- **INSTRUCTIONS FOR THE TASK**
Read the entries below and pull out each line with the string "fold".

(THE DATA begins)

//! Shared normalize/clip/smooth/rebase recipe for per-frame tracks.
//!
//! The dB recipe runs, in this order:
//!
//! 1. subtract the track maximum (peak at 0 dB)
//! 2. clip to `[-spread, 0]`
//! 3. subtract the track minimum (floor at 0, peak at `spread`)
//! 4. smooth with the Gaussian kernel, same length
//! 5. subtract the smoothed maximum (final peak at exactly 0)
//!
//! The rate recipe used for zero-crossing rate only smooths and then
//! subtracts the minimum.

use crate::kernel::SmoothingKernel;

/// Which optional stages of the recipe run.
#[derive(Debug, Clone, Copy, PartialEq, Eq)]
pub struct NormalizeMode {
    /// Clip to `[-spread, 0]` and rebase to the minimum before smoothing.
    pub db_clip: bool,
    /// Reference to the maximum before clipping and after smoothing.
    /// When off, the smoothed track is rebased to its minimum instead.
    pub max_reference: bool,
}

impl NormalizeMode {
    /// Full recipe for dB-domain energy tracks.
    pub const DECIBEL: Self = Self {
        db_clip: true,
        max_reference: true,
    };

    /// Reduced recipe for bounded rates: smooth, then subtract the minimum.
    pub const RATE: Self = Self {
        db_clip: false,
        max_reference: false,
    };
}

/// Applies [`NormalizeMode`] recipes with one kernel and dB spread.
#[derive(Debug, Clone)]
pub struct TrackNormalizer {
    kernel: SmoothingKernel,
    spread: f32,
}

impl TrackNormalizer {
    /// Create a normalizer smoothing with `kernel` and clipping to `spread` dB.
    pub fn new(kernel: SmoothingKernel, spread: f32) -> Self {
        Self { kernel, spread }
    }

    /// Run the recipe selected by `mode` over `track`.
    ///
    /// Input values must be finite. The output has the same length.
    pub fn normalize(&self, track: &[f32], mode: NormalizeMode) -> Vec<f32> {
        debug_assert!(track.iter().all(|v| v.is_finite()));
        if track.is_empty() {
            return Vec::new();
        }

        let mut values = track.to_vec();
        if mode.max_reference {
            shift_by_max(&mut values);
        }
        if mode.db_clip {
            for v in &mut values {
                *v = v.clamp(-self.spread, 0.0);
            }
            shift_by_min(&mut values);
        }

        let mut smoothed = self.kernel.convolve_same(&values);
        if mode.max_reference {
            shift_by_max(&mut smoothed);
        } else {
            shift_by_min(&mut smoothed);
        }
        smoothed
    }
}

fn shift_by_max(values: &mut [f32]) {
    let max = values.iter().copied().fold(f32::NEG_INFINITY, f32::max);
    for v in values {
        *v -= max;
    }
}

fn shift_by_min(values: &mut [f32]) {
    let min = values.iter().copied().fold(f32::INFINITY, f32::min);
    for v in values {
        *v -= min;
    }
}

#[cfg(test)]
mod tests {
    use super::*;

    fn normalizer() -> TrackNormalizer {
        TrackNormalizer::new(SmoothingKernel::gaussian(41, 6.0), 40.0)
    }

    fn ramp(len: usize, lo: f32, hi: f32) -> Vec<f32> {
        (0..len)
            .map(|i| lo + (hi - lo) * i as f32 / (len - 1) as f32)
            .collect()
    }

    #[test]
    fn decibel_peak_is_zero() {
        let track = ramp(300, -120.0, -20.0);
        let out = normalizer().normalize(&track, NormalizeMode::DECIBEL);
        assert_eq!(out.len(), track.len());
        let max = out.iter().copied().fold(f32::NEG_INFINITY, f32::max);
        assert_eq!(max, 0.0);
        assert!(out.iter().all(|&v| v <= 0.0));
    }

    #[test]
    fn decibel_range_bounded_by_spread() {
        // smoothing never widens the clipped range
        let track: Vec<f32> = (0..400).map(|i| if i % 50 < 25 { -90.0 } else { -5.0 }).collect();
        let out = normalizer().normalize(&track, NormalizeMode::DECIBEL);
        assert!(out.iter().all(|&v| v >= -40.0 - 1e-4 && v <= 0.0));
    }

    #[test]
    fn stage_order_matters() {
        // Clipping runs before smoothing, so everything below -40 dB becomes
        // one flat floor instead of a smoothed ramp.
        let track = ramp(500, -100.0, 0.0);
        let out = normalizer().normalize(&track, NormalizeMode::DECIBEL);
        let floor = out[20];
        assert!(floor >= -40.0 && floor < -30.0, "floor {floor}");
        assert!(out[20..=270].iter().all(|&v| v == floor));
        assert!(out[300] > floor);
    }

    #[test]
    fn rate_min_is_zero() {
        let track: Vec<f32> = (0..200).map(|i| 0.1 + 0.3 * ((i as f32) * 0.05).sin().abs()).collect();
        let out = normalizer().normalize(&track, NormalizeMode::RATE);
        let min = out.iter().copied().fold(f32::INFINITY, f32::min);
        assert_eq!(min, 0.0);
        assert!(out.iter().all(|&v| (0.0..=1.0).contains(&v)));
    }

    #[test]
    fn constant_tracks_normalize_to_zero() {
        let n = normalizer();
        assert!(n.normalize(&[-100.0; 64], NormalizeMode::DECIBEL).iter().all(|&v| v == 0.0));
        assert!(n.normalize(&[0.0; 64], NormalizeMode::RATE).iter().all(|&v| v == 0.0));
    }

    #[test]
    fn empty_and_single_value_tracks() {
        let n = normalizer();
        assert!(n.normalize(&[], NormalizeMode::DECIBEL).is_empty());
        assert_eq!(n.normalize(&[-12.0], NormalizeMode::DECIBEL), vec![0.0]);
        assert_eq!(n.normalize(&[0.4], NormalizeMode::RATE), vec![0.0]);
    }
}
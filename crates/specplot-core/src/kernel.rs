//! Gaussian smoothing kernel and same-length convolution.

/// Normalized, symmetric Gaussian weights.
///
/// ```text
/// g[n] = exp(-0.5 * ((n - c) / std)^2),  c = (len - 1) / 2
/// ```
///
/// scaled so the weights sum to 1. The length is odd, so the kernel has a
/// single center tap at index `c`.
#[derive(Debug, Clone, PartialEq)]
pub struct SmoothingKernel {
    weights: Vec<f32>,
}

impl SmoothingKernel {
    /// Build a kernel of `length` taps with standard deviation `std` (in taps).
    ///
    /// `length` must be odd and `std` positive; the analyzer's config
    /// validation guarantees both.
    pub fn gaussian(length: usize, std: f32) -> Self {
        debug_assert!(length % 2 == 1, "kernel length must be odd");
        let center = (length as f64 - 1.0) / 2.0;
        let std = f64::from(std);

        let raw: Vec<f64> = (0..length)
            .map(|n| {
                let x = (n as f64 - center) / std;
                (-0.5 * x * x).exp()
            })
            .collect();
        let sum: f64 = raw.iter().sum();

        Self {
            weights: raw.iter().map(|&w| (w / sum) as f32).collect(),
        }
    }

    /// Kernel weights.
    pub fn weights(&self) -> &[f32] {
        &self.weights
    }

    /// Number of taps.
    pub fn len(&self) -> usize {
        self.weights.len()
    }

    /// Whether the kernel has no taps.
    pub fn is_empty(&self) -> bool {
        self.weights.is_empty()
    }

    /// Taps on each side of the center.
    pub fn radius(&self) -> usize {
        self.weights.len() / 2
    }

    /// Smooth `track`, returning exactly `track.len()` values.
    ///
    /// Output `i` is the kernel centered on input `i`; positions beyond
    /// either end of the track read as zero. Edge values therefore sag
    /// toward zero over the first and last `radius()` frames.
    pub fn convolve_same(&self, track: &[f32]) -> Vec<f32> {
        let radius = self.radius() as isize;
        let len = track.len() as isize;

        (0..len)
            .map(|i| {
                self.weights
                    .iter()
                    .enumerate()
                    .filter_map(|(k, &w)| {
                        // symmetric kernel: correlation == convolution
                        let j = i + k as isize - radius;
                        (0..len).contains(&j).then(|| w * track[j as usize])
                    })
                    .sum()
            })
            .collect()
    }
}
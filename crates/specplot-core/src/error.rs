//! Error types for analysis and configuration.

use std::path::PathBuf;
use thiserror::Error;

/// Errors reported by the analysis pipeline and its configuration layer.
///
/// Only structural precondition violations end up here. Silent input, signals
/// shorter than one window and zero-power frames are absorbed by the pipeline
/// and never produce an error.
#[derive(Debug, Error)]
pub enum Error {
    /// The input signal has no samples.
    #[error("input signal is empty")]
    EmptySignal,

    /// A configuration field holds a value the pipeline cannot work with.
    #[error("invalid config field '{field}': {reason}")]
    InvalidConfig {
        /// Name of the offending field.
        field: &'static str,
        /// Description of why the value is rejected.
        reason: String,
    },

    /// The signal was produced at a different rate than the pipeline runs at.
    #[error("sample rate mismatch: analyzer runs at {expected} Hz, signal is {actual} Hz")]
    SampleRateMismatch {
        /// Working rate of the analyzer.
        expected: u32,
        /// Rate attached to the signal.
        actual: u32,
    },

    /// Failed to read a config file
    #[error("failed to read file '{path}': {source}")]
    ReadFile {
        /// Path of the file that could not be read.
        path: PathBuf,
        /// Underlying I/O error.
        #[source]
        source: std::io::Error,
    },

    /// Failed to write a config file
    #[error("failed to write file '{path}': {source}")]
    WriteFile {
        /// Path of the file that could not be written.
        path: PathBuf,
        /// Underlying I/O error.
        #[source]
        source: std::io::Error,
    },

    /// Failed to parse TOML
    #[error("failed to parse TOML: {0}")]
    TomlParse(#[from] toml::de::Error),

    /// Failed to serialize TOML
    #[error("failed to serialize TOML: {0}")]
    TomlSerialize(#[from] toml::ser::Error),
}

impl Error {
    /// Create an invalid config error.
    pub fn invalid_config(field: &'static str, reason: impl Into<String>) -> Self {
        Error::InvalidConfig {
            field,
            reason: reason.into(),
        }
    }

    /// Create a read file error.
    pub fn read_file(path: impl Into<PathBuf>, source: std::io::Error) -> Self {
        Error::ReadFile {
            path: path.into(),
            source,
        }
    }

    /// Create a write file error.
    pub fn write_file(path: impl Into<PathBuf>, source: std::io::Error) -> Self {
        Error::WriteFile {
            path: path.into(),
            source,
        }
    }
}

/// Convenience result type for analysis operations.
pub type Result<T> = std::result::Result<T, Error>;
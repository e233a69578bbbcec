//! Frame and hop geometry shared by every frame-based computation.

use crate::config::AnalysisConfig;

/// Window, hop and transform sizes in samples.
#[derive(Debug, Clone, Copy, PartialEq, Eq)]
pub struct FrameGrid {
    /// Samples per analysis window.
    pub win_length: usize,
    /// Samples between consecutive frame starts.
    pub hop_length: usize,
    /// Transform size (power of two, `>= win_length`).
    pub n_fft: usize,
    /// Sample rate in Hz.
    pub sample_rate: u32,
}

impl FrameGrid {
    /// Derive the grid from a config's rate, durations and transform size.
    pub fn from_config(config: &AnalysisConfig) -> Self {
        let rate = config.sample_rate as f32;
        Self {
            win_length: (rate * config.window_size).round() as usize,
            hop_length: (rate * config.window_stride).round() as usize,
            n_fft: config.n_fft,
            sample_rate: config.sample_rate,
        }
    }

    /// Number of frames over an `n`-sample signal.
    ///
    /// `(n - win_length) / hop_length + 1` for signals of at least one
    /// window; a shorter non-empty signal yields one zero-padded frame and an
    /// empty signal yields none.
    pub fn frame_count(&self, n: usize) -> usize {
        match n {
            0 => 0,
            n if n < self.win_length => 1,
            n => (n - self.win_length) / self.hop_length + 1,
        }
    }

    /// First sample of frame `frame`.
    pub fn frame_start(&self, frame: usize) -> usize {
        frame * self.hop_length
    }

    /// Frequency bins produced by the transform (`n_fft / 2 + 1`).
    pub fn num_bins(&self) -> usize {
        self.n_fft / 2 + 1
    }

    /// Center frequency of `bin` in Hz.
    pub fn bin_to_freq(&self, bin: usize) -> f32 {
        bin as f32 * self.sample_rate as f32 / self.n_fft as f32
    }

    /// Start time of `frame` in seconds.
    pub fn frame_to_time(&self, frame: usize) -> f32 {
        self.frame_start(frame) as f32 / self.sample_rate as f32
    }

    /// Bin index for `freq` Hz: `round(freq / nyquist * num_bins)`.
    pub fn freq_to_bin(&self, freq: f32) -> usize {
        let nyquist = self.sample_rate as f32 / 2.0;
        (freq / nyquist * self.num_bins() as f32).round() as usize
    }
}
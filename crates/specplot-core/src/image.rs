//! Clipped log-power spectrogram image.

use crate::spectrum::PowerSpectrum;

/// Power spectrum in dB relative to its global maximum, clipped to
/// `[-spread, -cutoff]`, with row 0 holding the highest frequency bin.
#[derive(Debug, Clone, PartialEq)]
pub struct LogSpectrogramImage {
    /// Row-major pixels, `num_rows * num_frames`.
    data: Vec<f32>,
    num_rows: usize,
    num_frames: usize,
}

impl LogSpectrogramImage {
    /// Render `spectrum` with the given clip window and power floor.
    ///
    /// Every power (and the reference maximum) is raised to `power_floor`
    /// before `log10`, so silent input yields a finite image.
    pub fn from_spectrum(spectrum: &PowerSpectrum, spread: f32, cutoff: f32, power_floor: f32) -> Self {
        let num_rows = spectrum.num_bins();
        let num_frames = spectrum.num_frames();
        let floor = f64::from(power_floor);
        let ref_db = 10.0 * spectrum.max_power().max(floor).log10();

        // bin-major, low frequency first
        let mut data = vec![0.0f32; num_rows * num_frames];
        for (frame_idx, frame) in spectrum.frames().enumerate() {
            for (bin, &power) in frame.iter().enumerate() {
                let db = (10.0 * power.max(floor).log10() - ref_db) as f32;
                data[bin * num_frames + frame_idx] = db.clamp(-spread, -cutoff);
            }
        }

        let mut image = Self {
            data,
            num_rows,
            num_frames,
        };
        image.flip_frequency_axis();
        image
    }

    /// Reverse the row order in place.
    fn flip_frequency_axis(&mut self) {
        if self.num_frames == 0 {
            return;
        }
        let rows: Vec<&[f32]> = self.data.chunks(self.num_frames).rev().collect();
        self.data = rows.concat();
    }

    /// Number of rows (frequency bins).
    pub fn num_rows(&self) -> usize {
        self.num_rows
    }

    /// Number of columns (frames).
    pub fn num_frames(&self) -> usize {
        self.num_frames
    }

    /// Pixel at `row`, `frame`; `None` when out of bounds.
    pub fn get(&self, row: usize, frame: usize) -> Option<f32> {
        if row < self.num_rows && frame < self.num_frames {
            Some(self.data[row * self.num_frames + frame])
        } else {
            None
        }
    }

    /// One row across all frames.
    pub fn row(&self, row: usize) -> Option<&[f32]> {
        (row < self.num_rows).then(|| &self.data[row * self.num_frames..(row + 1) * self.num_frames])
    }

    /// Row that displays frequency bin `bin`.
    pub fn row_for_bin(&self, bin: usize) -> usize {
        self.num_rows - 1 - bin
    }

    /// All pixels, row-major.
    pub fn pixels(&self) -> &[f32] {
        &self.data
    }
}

(THE DATA ends)

- **OUTPUT OF THE EXERCISE**
    let max = values.iter().copied().fold(f32::NEG_INFINITY, f32::max);
    let min = values.iter().copied().fold(f32::INFINITY, f32::min);
        let max = out.iter().copied().fold(f32::NEG_INFINITY, f32::max);
        let min = out.iter().copied().fold(f32::INFINITY, f32::min);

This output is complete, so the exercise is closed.